* _Instructions to follow_
Set down, exactly, every line from the top of the listing through the one holding "pub fn new()".
/---
use glam::Vec2;
use slotmap::SlotMap;

use crate::api::types::{LayerId, NodeId};
use crate::assets::cache::Cache;
use crate::components::node::Node;
use crate::core::container::Container;
use crate::core::graph::NodeGraph;
use crate::core::layer::Layer;
use crate::renderer::traits::Renderer;

/// Node arena plus the ordered layers that draw it.
#[derive(Debug, Default)]
pub struct Scene {
    graph: NodeGraph,
    layers: SlotMap<LayerId, Layer>,
    layer_list: Container<LayerId>,
    reorder: bool,
}

impl Scene {
    pub fn new() -> Self {
        Self::default()
    }

    pub fn graph(&self) -> &NodeGraph {
        &self.graph
    }

    pub fn graph_mut(&mut self) -> &mut NodeGraph {
        &mut self.graph
    }

    pub fn node(&self, id: NodeId) -> Option<&Node> {
        self.graph.node(id)
    }

    pub fn node_mut(&mut self, id: NodeId) -> Option<&mut Node> {
        self.graph.node_mut(id)
    }

    // ========================================================================
    // Layers
    // ========================================================================

    /// New camera-less layer. Layers are sorted by descending `order` before the next draw.
    pub fn add_layer(&mut self, order: i32) -> LayerId {
        let id = self.layers.insert_with_key(|id| Layer::new(id, order));
        self.layer_list.add(id);
        self.reorder = true;
        id
    }

    /// Remove a layer; its roots become parentless standalone nodes.
    pub fn remove_layer(&mut self, id: LayerId) -> bool {
        let Some(layer) = self.layers.remove(id) else {
            return false;
        };
        self.layer_list.remove(id);
        for root in layer.roots().resolved() {
            self.graph.remove_from_parent(root);
        }
        true
    }

    pub fn layer(&self, id: LayerId) -> Option<&Layer> {
        self.layers.get(id)
    }

    pub fn layer_mut(&mut self, id: LayerId) -> Option<&mut Layer> {
        self.layers.get_mut(id)
    }

    /// Layer ids in draw order as of the last sort.
    pub fn layers(&self) -> &[LayerId] {
        self.layer_list.as_slice()
    }

    /// Request a re-sort after a layer's order changed.
    pub fn reorder_layers(&mut self) {
        self.reorder = true;
    }

    // ========================================================================
    // Nodes
    // ========================================================================

    /// Insert `node` into the arena and attach it as a root of `layer`.
    pub fn spawn(&mut self, layer: LayerId, node: Node) -> Option<NodeId> {
        let id = self.graph.insert(node);
        if self.add_node(layer, id) {
            Some(id)
        } else {
            self.graph.destroy_node(id);
            None
        }
    }

    /// Attach an existing parentless node as a root of `layer`.
    pub fn add_node(&mut self, layer: LayerId, node: NodeId) -> bool {
        match self.layers.get_mut(layer) {
            Some(layer) => layer.add_node(&mut self.graph, node),
            None => false,
        }
    }

    /// Detach `node` from its layer or parent node.
    pub fn remove_node(&mut self, node: NodeId) -> bool {
        let Some(parent) = self.graph.node(node).and_then(|n| n.parent()) else {
            return false;
        };
        match parent.layer().and_then(|id| self.layers.get_mut(id)) {
            Some(layer) => layer.remove_node(&mut self.graph, node),
            None => self.graph.remove_from_parent(node),
        }
    }

    pub fn add_child(&mut self, parent: NodeId, child: NodeId) -> bool {
        self.graph.add_child(parent, child)
    }

    /// Detach and free `node` with its subtree.
    pub fn destroy_node(&mut self, node: NodeId) -> bool {
        self.remove_node(node);
        self.graph.destroy_node(node)
    }

    // ========================================================================
    // Frame
    // ========================================================================

    pub fn update(&mut self, delta: f32) {
        self.layer_list.lock();
        for &id in self.layer_list.as_slice() {
            if let Some(layer) = self.layers.get_mut(id) {
                layer.update(&mut self.graph, delta);
            }
        }
        self.layer_list.unlock();
    }

    pub fn draw(&mut self, renderer: &mut dyn Renderer, cache: Option<&Cache>) {
        if self.reorder {
            let mut order = self.layer_list.as_slice().to_vec();
            order.sort_by_key(|id| std::cmp::Reverse(self.layers.get(*id).map_or(0, Layer::order)));
            if self.layer_list.set_order(order) {
                self.reorder = false;
            }
        }

        self.layer_list.lock();
        for &id in self.layer_list.as_slice() {
            if let Some(layer) = self.layers.get_mut(id) {
                layer.draw(&mut self.graph, renderer, cache);
            }
        }
        self.layer_list.unlock();
    }

    // ========================================================================
    // Picking (normalized window coordinates, front layer first)
    // ========================================================================

    pub fn pick_node(&self, normalized: Vec2) -> Option<NodeId> {
        self.layer_list.as_slice().iter().rev().find_map(|&id| {
            let layer = self.layers.get(id)?;
            let world = layer.camera.as_ref()?.convert_normalized_to_world(normalized);
            layer.pick_node(&self.graph, world)
        })
    }

    pub fn pick_nodes(&self, normalized: Vec2) -> Vec<NodeId> {
        let mut hits = Vec::new();
        for &id in self.layer_list.as_slice().iter().rev() {
            let Some(layer) = self.layers.get(id) else { continue };
            let Some(camera) = &layer.camera else { continue };
            hits.extend(layer.pick_nodes(&self.graph, camera.convert_normalized_to_world(normalized)));
        }
        hits
    }

    /// Nodes overlapping the convex polygon `edges`, given in normalized coordinates.
    pub fn pick_nodes_in_shape(&self, edges: &[Vec2]) -> Vec<NodeId> {
        let mut hits = Vec::new();
        for &id in self.layer_list.as_slice().iter().rev() {
            let Some(layer) = self.layers.get(id) else { continue };
            let Some(camera) = &layer.camera else { continue };
            let world: Vec<Vec2> = edges.iter().map(|&p| camera.convert_normalized_to_world(p)).collect();
            hits.extend(layer.pick_nodes_in_shape(&self.graph, &world));
        }
        hits
    }
}

#[cfg(test)]
mod tests {
    use super::*;
    use crate::components::drawable::tests::Probe;
    use crate::renderer::camera::Camera;
    use crate::renderer::headless::HeadlessRenderer;
    use crate::renderer::traits::RenderTargetHandle;

    fn camera() -> Option<Camera> {
        Some(Camera::new(Vec2::new(100.0, 100.0)))
    }

    fn probe() -> Node {
        Node::new().with_drawable(Probe::with_bounds(Vec2::splat(-10.0), Vec2::splat(10.0)))
    }

    #[test]
    fn layers_draw_by_descending_order() {
        let mut scene = Scene::new();
        let low = scene.add_layer(0);
        let high = scene.add_layer(5);
        scene.layer_mut(low).unwrap().camera = camera();
        scene.layer_mut(high).unwrap().camera = camera();
        scene.layer_mut(low).unwrap().render_target = Some(RenderTargetHandle(1));
        scene.layer_mut(high).unwrap().render_target = Some(RenderTargetHandle(2));

        let mut renderer = HeadlessRenderer::new();
        scene.draw(&mut renderer, None);
        assert_eq!(scene.layers(), &[high, low]);
        assert_eq!(
            renderer.render_target_switches,
            vec![Some(RenderTargetHandle(2)), Some(RenderTargetHandle(1))]
        );

        scene.layer_mut(low).unwrap().set_order(10);
        scene.reorder_layers();
        scene.draw(&mut renderer, None);
        assert_eq!(scene.layers(), &[low, high]);
    }

    #[test]
    fn spawn_and_destroy() {
        let mut scene = Scene::new();
        let layer = scene.add_layer(0);
        let root = scene.spawn(layer, probe()).unwrap();
        let child = scene.graph_mut().insert(probe());
        assert!(scene.add_child(root, child));
        assert_eq!(scene.node(child).unwrap().layer(), Some(layer));

        assert!(scene.destroy_node(root));
        assert!(scene.node(child).is_none());
        assert!(scene.layer(layer).unwrap().roots().is_empty());
    }

    #[test]
    fn spawn_into_missing_layer_fails() {
        let mut scene = Scene::new();
        let layer = scene.add_layer(0);
        scene.remove_layer(layer);
        assert!(scene.spawn(layer, probe()).is_none());
        assert!(scene.graph().is_empty());
    }

    #[test]
    fn removing_layer_frees_roots() {
        let mut scene = Scene::new();
        let layer = scene.add_layer(0);
        let root = scene.spawn(layer, probe()).unwrap();
        assert!(scene.remove_layer(layer));
        let node = scene.node(root).unwrap();
        assert!(node.parent().is_none());
        assert!(node.layer().is_none());
    }

    #[test]
    fn pick_converts_through_camera() {
        let mut scene = Scene::new();
        let back = scene.add_layer(1);
        let front = scene.add_layer(0);
        scene.layer_mut(back).unwrap().camera = camera();
        scene.layer_mut(front).unwrap().camera = camera();
        let below = scene.spawn(back, probe()).unwrap();
        let above = scene.spawn(front, probe()).unwrap();

        let mut renderer = HeadlessRenderer::new();
        scene.draw(&mut renderer, None);

        let center = Vec2::new(0.5, 0.5);
        assert_eq!(scene.pick_node(center), Some(above));
        assert_eq!(scene.pick_nodes(center), vec![above, below]);
        assert_eq!(scene.pick_node(Vec2::new(0.0, 0.0)), None);

        let box_edges = [Vec2::new(0.4, 0.4), Vec2::new(0.6, 0.4), Vec2::new(0.6, 0.6), Vec2::new(0.4, 0.6)];
        assert_eq!(scene.pick_nodes_in_shape(&box_edges).len(), 2);
    }

    #[test]
    fn update_reaches_every_layer() {
        crate::test_log();
        let mut scene = Scene::new();
        let a = scene.add_layer(0);
        let b = scene.add_layer(1);
        let na = scene.spawn(a, probe()).unwrap();
        let nb = scene.spawn(b, probe()).unwrap();
        scene.update(0.5);
        for id in [na, nb] {
            let elapsed = scene.node(id).unwrap().drawable::<Probe>(0).unwrap().elapsed;
            assert!((elapsed - 0.5).abs() < 1e-6);
        }
    }
}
\---
* _Result for this exercise_
use glam::Vec2;
use slotmap::SlotMap;

use crate::api::types::{LayerId, NodeId};
use crate::assets::cache::Cache;
use crate::components::node::Node;
use crate::core::container::Container;
use crate::core::graph::NodeGraph;
use crate::core::layer::Layer;
use crate::renderer::traits::Renderer;

/// Node arena plus the ordered layers that draw it.
#[derive(Debug, Default)]
pub struct Scene {
    graph: NodeGraph,
    layers: SlotMap<LayerId, Layer>,
    layer_list: Container<LayerId>,
    reorder: bool,
}

impl Scene {
    pub fn new() -> Self {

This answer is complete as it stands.